▶ **MATERIAL SHOWN**:
------------------------------------

//! Wire envelope framing.
//!
//! Every record value travels as:
//!
//! ```text
//! ┌───────┬──────────────────────┬──────────────────────┐
//! │ 0x00  │ schema id (u32, BE)  │ Avro datum payload   │
//! └───────┴──────────────────────┴──────────────────────┘
//!   1 byte        4 bytes              remaining bytes
//! ```

use crate::error::{Error, Result};

/// Marker byte that opens every envelope.
pub const MAGIC_BYTE: u8 = 0x00;

/// Length of the envelope header (magic byte plus schema id).
pub const HEADER_LEN: usize = 5;

/// An owned wire envelope.
#[derive(Debug, Clone, PartialEq, Eq)]
pub struct Envelope {
    /// Registry-assigned schema id used to encode the payload.
    pub schema_id: u32,
    /// Codec-encoded payload.
    pub payload: Vec<u8>,
}

/// A borrowed view of an envelope inside a record value.
#[derive(Debug, Clone, Copy, PartialEq, Eq)]
pub struct EnvelopeRef<'a> {
    /// Registry-assigned schema id used to encode the payload.
    pub schema_id: u32,
    /// Codec-encoded payload.
    pub payload: &'a [u8],
}

impl Envelope {
    /// Creates a new envelope.
    #[must_use]
    pub const fn new(schema_id: u32, payload: Vec<u8>) -> Self {
        Self { schema_id, payload }
    }

    /// Frames a payload with the given schema id.
    ///
    /// # Examples
    ///
    /// ```
    /// use avrolink_core::Envelope;
    ///
    /// let bytes = Envelope::encode(258, &[0xAA]);
    /// assert_eq!(bytes, vec![0x00, 0x00, 0x00, 0x01, 0x02, 0xAA]);
    /// ```
    #[must_use]
    pub fn encode(schema_id: u32, payload: &[u8]) -> Vec<u8> {
        let mut bytes = Vec::with_capacity(HEADER_LEN + payload.len());
        bytes.push(MAGIC_BYTE);
        bytes.extend_from_slice(&schema_id.to_be_bytes());
        bytes.extend_from_slice(payload);
        bytes
    }

    /// Splits record bytes into schema id and payload without copying.
    ///
    /// # Errors
    ///
    /// Returns [`Error::InvalidEnvelope`] if the input is shorter than the
    /// header or does not start with [`MAGIC_BYTE`].
    pub fn decode(bytes: &[u8]) -> Result<EnvelopeRef<'_>> {
        let schema_id = peek_schema_id(bytes)?;
        Ok(EnvelopeRef {
            schema_id,
            payload: &bytes[HEADER_LEN..],
        })
    }

    /// Serializes this envelope to bytes.
    #[must_use]
    pub fn to_bytes(&self) -> Vec<u8> {
        Self::encode(self.schema_id, &self.payload)
    }
}

impl EnvelopeRef<'_> {
    /// Copies the view into an owned [`Envelope`].
    #[must_use]
    pub fn to_envelope(&self) -> Envelope {
        Envelope::new(self.schema_id, self.payload.to_vec())
    }
}

/// Reads the schema id from the envelope header.
///
/// # Errors
///
/// Returns [`Error::InvalidEnvelope`] if the header is truncated or the magic
/// byte is wrong.
pub fn peek_schema_id(bytes: &[u8]) -> Result<u32> {
    if bytes.len() < HEADER_LEN {
        return Err(Error::InvalidEnvelope {
            reason: format!(
                "expected at least {HEADER_LEN} bytes, got {}",
                bytes.len()
            ),
        });
    }

    if bytes[0] != MAGIC_BYTE {
        return Err(Error::InvalidEnvelope {
            reason: format!("unknown magic byte {:#04x}", bytes[0]),
        });
    }

    let mut id = [0u8; 4];
    id.copy_from_slice(&bytes[1..HEADER_LEN]);
    Ok(u32::from_be_bytes(id))
}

------------------------------------

▶ **TASK OBJECTIVE**:
Could you type out every entry again exactly as it stands?

▶ **SOLUTION TO THIS EXERCISE**:
//! Wire envelope framing.
//!
//! Every record value travels as:
//!
//! ```text
//! ┌───────┬──────────────────────┬──────────────────────┐
//! │ 0x00  │ schema id (u32, BE)  │ Avro datum payload   │
//! └───────┴──────────────────────┴──────────────────────┘
//!   1 byte        4 bytes              remaining bytes
//! ```

use crate::error::{Error, Result};

/// Marker byte that opens every envelope.
pub const MAGIC_BYTE: u8 = 0x00;

/// Length of the envelope header (magic byte plus schema id).
pub const HEADER_LEN: usize = 5;

/// An owned wire envelope.
#[derive(Debug, Clone, PartialEq, Eq)]
pub struct Envelope {
    /// Registry-assigned schema id used to encode the payload.
    pub schema_id: u32,
    /// Codec-encoded payload.
    pub payload: Vec<u8>,
}

/// A borrowed view of an envelope inside a record value.
#[derive(Debug, Clone, Copy, PartialEq, Eq)]
pub struct EnvelopeRef<'a> {
    /// Registry-assigned schema id used to encode the payload.
    pub schema_id: u32,
    /// Codec-encoded payload.
    pub payload: &'a [u8],
}

impl Envelope {
    /// Creates a new envelope.
    #[must_use]
    pub const fn new(schema_id: u32, payload: Vec<u8>) -> Self {
        Self { schema_id, payload }
    }

    /// Frames a payload with the given schema id.
    ///
    /// # Examples
    ///
    /// ```
    /// use avrolink_core::Envelope;
    ///
    /// let bytes = Envelope::encode(258, &[0xAA]);
    /// assert_eq!(bytes, vec![0x00, 0x00, 0x00, 0x01, 0x02, 0xAA]);
    /// ```
    #[must_use]
    pub fn encode(schema_id: u32, payload: &[u8]) -> Vec<u8> {
        let mut bytes = Vec::with_capacity(HEADER_LEN + payload.len());
        bytes.push(MAGIC_BYTE);
        bytes.extend_from_slice(&schema_id.to_be_bytes());
        bytes.extend_from_slice(payload);
        bytes
    }

    /// Splits record bytes into schema id and payload without copying.
    ///
    /// # Errors
    ///
    /// Returns [`Error::InvalidEnvelope`] if the input is shorter than the
    /// header or does not start with [`MAGIC_BYTE`].
    pub fn decode(bytes: &[u8]) -> Result<EnvelopeRef<'_>> {
        let schema_id = peek_schema_id(bytes)?;
        Ok(EnvelopeRef {
            schema_id,
            payload: &bytes[HEADER_LEN..],
        })
    }

    /// Serializes this envelope to bytes.
    #[must_use]
    pub fn to_bytes(&self) -> Vec<u8> {
        Self::encode(self.schema_id, &self.payload)
    }
}

impl EnvelopeRef<'_> {
    /// Copies the view into an owned [`Envelope`].
    #[must_use]
    pub fn to_envelope(&self) -> Envelope {
        Envelope::new(self.schema_id, self.payload.to_vec())
    }
}

/// Reads the schema id from the envelope header.
///
/// # Errors
///
/// Returns [`Error::InvalidEnvelope`] if the header is truncated or the magic
/// byte is wrong.
pub fn peek_schema_id(bytes: &[u8]) -> Result<u32> {
    if bytes.len() < HEADER_LEN {
        return Err(Error::InvalidEnvelope {
            reason: format!(
                "expected at least {HEADER_LEN} bytes, got {}",
                bytes.len()
            ),
        });
    }

    if bytes[0] != MAGIC_BYTE {
        return Err(Error::InvalidEnvelope {
            reason: format!("unknown magic byte {:#04x}", bytes[0]),
        });
    }

    let mut id = [0u8; 4];
    id.copy_from_slice(&bytes[1..HEADER_LEN]);
    Ok(u32::from_be_bytes(id))
}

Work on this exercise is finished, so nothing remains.